BTW, you might get a better idea on where it is hanging by py-spy top -p that process and then see at the corresponding code/stack on either some provisions are made for timing out etc or how possibly to get it "unstuck"

jwodder commented 3 years ago

@yarikoptic py-spy shows that it's hanging on a socket call to readinto. I can't find any Selenium settings for controlling that timeout. I would rather not resort to threads.

yarikoptic commented 3 years ago

@jwodder if you shared the full traceback, I could have look as well.

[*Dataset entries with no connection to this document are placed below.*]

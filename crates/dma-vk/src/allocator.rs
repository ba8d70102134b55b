//! ## Allocator
//!
//! In Vulkan the application itself is responsible for allocating memory.
//! Most of the time however this will be done trough some external allocator.
//!
//! Since there are several MarpII provides a simple abstraction via the `Allocator` trait.
//!
//! A default implementation based on [Traverse Researche's](https://github.com/Traverse-Research/gpu-allocator) `gpu-allocator` trait is included trough the `default-allocator` feature that is enabled by default.

#[cfg(feature = "default_allocator")]
mod gpu_allocator;

mod unallocated;
pub use unallocated::{UnamanagedAllocationError, UnmanagedAllocation, UnmanagedAllocator};

///Types of memory usage. Make sure to use GpuOnly wherever it applies to get optimal performance.
#[derive(Debug, Clone, Copy, Eq, PartialEq)]
#[allow(dead_code)]
pub enum MemoryUsage {
    Unknown,
    GpuOnly,
    CpuToGpu,
    GpuToCpu,
}

///Implemented for all managed allocations. Allows the [Image](marpii::resources::Image) and [Buffer](marpii::resources::Buffer) implementations to hide their allocator type.
pub trait AnonymAllocation {}

impl<A: Allocator + Send + Sync + 'static> AnonymAllocation for ManagedAllocation<A> {}

///An allocation that frees itself when dropped.
pub struct ManagedAllocation<A: Allocator + Send + Sync + 'static> {
    pub allocator: std::sync::Arc<std::sync::Mutex<A>>,
    pub allocation: Option<<A as Allocator>::Allocation>,
}

impl<A: Allocator + Send + Sync + 'static> ManagedAllocation<A> {
    ///Returns false if the allocation is for some reason invalid, aka. shouldn't be used.
    pub fn is_valid(&self) -> bool {
        self.allocation.is_some()
    }
}

impl<A: Allocator + Send + Sync + 'static> Drop for ManagedAllocation<A> {
    fn drop(&mut self) {
        //free self
        if let (Ok(lck), Some(allocation)) = (&mut self.allocator.lock(), self.allocation.take()) {
            if let Err(e) = lck.free(allocation) {
                //NOTE: failed free happens "silently" as in, we don't panic. Should be fine
                //      since the allocator "knows" something is wrong and wont use the allocation anymore.
                //      The ManagedAllocation in turn becomes invalid anyways since we took the allocation.
                //TODO: Maybe we should panic on debug builds with a verbose error message?
                #[cfg(feature = "logging")]
                log::error!("Freeing allocation failed with: {}", e);
            }
        } else {
            #[cfg(feature = "logging")]
            log::warn!("Could not free managed allocation");
        }
    }
}

///Abstract allocation trait that allows finding the memory handle of an allocation, its offset and
///size on that memory, and (for host-visible allocations) a mapped pointer/slice into it.
pub trait Allocation {
    fn memory(&self) -> ash::vk::DeviceMemory;
    fn offset(&self) -> u64;
    fn size(&self) -> u64;
    ///Mapped pointer, if this allocation's memory is host-visible and currently mapped.
    fn mapped_ptr(&self) -> Option<std::ptr::NonNull<std::ffi::c_void>>;
    fn as_slice_ref(&self) -> Option<&[u8]>;
    fn as_slice_mut(&mut self) -> Option<&mut [u8]>;
    fn memory_properties(&self) -> ash::vk::MemoryPropertyFlags;
}

///Trait that can be implemented by anything that can handle allocation for a initialized [ash::Device](ash::Device).
pub trait Allocator {
    type Allocation: Allocation + Send + Sync + 'static;
    type AllocationError: std::error::Error + Send + Sync + 'static;
    ///creates a single allocation (possibly tagged via `name` for debugging).
    fn allocate(
        &mut self,
        name: Option<&str>,
        requirements: ash::vk::MemoryRequirements,
        usage: MemoryUsage,
        is_linear: bool,
    ) -> Result<Self::Allocation, Self::AllocationError>;

    ///Frees a allocation
    fn free(&mut self, allocation: Self::Allocation) -> Result<(), Self::AllocationError>;

    ///Allocates for a provided buffer
    fn allocate_buffer(
        &mut self,
        device: &ash::Device,
        name: Option<&str>,
        buffer: &ash::vk::Buffer,
        usage: MemoryUsage,
    ) -> Result<Self::Allocation, Self::AllocationError> {
        //By providing the buffer ans usage we have enough information to create the allocation for the buffer procedurally.

        //Get buffer's requirements
        let requirements = unsafe { device.get_buffer_memory_requirements(*buffer) };
        //create allocation
        Ok(self.allocate(name, requirements, usage, false)?) //NOTE: Buffers are always "linear" in memory
    }

    fn allocate_image(
        &mut self,
        device: &ash::Device,
        name: Option<&str>,
        image: &ash::vk::Image,
        usage: MemoryUsage,
        is_linear: bool,
    ) -> Result<Self::Allocation, Self::AllocationError> {
        let requirements = unsafe { device.get_image_memory_requirements(*image) };

        Ok(self.allocate(name, requirements, usage, is_linear)?)
    }
}
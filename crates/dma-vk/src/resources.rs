mod buffer;
pub use buffer::{BufDesc, Buffer, BufferMapError};

mod command_buffer;
pub use command_buffer::{CommandBuffer, CommandBufferAllocator, CommandPool};

use smallvec::SmallVec;

///Memory usage types
#[derive(Clone, Debug, PartialEq, Eq, Hash)]
pub enum SharingMode {
    Exclusive,
    Concurrent {
        ///The queue family indices of families that can access the buffer concurrently.
        queue_family_indices: SmallVec<[u32; 4]>,
    },
}
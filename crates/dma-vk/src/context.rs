//! ## Context
//!
//! When working with Vulkan the [Device](ash::Device) is entry point for most of the operations.
//! It therefore is needed in most structures and functions calls that somehow transform state related to Vulkan.
//! The device is created from an [Instance](ash::Instance) which represents a runtime instance of Vulkan.
//!
//! Additionally to the device one or multiple [queues](ash::vk::Queue) might be created. They can be understood as
//! a kind of "thread". Basically they are used for scheduling work on the GPU. Multiple queue types exists that can
//! do different types of work.
//!
//!
//! When working with buffers (and images) another structure, the allocator is relevant.
//! It takes care of tracking where and which memory is in-use on the GPU etc.
//!
//! Since those four structures closely work together we define an abstraction called [Ctx](Ctx), or "Context".
//!
//! The `Instance` and `Device` are always created by ash, the allocator however can be defined by the
//! application. Have a look at the [allocator](crate::allocator) module for its definition and default implementation.
//!
//! # Examples
//! 🚧 Todo: show several examples on how to create an instance, device, queue or context, from least verbose to most verbose. 🚧
//!
use std::sync::{Arc, Mutex};

mod instance;
pub use instance::{GetDeviceFilter, Instance, InstanceBuilder};

mod device;
pub use device::{Device, DeviceBuilder, Queue, QueueBuilder};

mod physical_device;
pub use physical_device::{PhyDeviceProperties, PhysicalDeviceFilter};

use crate::allocator::Allocator;

///Context related errors. Can occur either while creating the context, or when using one of the high level
/// functions.
#[derive(Clone, Copy, Debug, PartialEq, Eq)]
pub enum ContextError {}

///MarpII's Vulkan context. Can either be constructed by hand, or via helper functions.
pub struct Ctx<A: Allocator> {
    ///Allocator instance used for all buffer and image allocation in this context.
    pub allocator: Arc<Mutex<A>>,
    ///Vulkan device including assosiated queues.
    //TODO expose queues directly?
    pub device: Arc<Device>,
    ///The initial vulkan instance used for the context.
    pub instance: Arc<crate::context::Instance>,
    //TODO include swapchain? Or make another highlevel context for that?
}

impl<A: Allocator> Ctx<A> {
    ///Creates the context from its elements.
    ///
    /// # Safety
    /// Assumes that the allocator was created for the device, which is in turn created for the instance.
    pub fn new(allocator: A, device: Arc<Device>, instance: Arc<crate::context::Instance>) -> Self {
        Ctx {
            allocator: Arc::new(Mutex::new(allocator)),
            device,
            instance,
        }
    }
}

#[cfg(feature = "default_allocator")]
impl Ctx<gpu_allocator::vulkan::Allocator> {
    ///Creates a headless context (no surface/swapchain) with a single queue matching `queue_flags`,
    ///backed by the default `gpu-allocator`-based allocator. Suitable for compute/transfer-only use.
    pub fn new_headless(
        queue_flags: ash::vk::QueueFlags,
        use_validation: bool,
    ) -> Result<Self, anyhow::Error> {
        let mut instance_builder = Instance::linked()?;
        if use_validation {
            instance_builder = instance_builder.enable_validation();
        }
        let instance = instance_builder.build()?;

        let mut device_candidates = instance
            .create_physical_device_filter()?
            .filter_queue_flags(queue_flags)
            .release();

        if device_candidates.len() == 0 {
            anyhow::bail!("Could not find suitable physical device!");
        }

        let device = device_candidates.remove(0).into_device_builder(instance.clone())?.build()?;

        let allocator =
            gpu_allocator::vulkan::Allocator::new(&gpu_allocator::vulkan::AllocatorCreateDesc {
                buffer_device_address: false,
                debug_settings: gpu_allocator::AllocatorDebugSettings {
                    log_leaks_on_shutdown: true,
                    ..Default::default()
                },
                device: device.inner.clone(),
                instance: instance.inner.clone(),
                physical_device: device.physical_device,
            })?;

        Ok(Ctx {
            allocator: Arc::new(Mutex::new(allocator)),
            device,
            instance,
        })
    }
}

We would need to either see it addressed at selenium level OR go for threads if that is the only way (I would also hate to introduce them)

jwodder commented 3 years ago

@yarikoptic The traceback from the latest run (in which it hung for about five to ten minutes on 000022's edit-metadata before crashing) is:

Traceback (most recent call last):
  File "/home/dandi/cronlib/dandi-api-webshots/tools/make_webshots.py", line 151, in <module>
    readme += process_dandiset(driver, ds)
  File "/home/dandi/cronlib/dandi-api-webshots/tools/make_webshots.py", line 97, in process_dandiset
    act()
  File "/home/dandi/cronlib/dandi-api-webshots/tools/make_webshots.py", line 70, in click_edit
    submit_button.send_keys(Keys.ENTER)
  File "/usr/lib/python3/dist-packages/selenium/webdriver/remote/webelement.py", line 510, in send_keys
    self._execute(Command.SEND_KEYS_TO_ELEMENT,
  File "/usr/lib/python3/dist-packages/selenium/webdriver/remote/webelement.py", line 672, in _execute
    return self._parent.execute(command, params)
  File "/usr/lib/python3/dist-packages/selenium/webdriver/remote/webdriver.py", line 318, in execute
    self.error_handler.check_response(response)
  File "/usr/lib/python3/dist-packages/selenium/webdriver/remote/errorhandler.py", line 242, in check_response
    raise exception_class(message, screen, stacktrace)
selenium.common.exceptions.WebDriverException: Message: unknown error: session deleted because of page crash
from unknown error: cannot determine loading status
from tab crashed
  (Session info: headless chrome=89.0.4389.114)
yarikoptic commented 3 years ago

well, this is already post hanging error handling, traceback of when it was still waiting would have been more useful. Looking at the code, it seems it might be using urllib3's urlopen.. I wonder if a hint (well against urllib2) in https://stackoverflow.com/questions/16772795/urllib2-urlopen-will-hang-forever-despite-of-timeout would still work here

import socket
import urllib2

# timeout in seconds
timeout = 10
socket.setdefaulttimeout(timeout)

i.e. if we set timeout to e.g. 30 sec -- would we get to this WebDriverException faster to announce the fail

yarikoptic commented 3 years ago

FWIW I tried with this obnoxious

from selenium import webdriver
import socket

# timeout in seconds
socket.setdefaulttimeout(0.0001)

browser = webdriver.Chrome()
browser.get('https://gui.dandiarchive.org/#/dandiset/000026')
browser.close()

and it timed out before succeeding ;-)

edit: although timed out not in interaction with dandi but with browser itself :-) making it 0.5 sec -- timed out on that get

jwodder commented 3 years ago

@yarikoptic I'm trying to test out socket.setdefaulttimeout(), but it appears that the login button isn't loading in time, leading to an IndexError, despite having set driver.implicitly_wait(10).

yarikoptic commented 3 years ago

30 seconds isn't enough for login???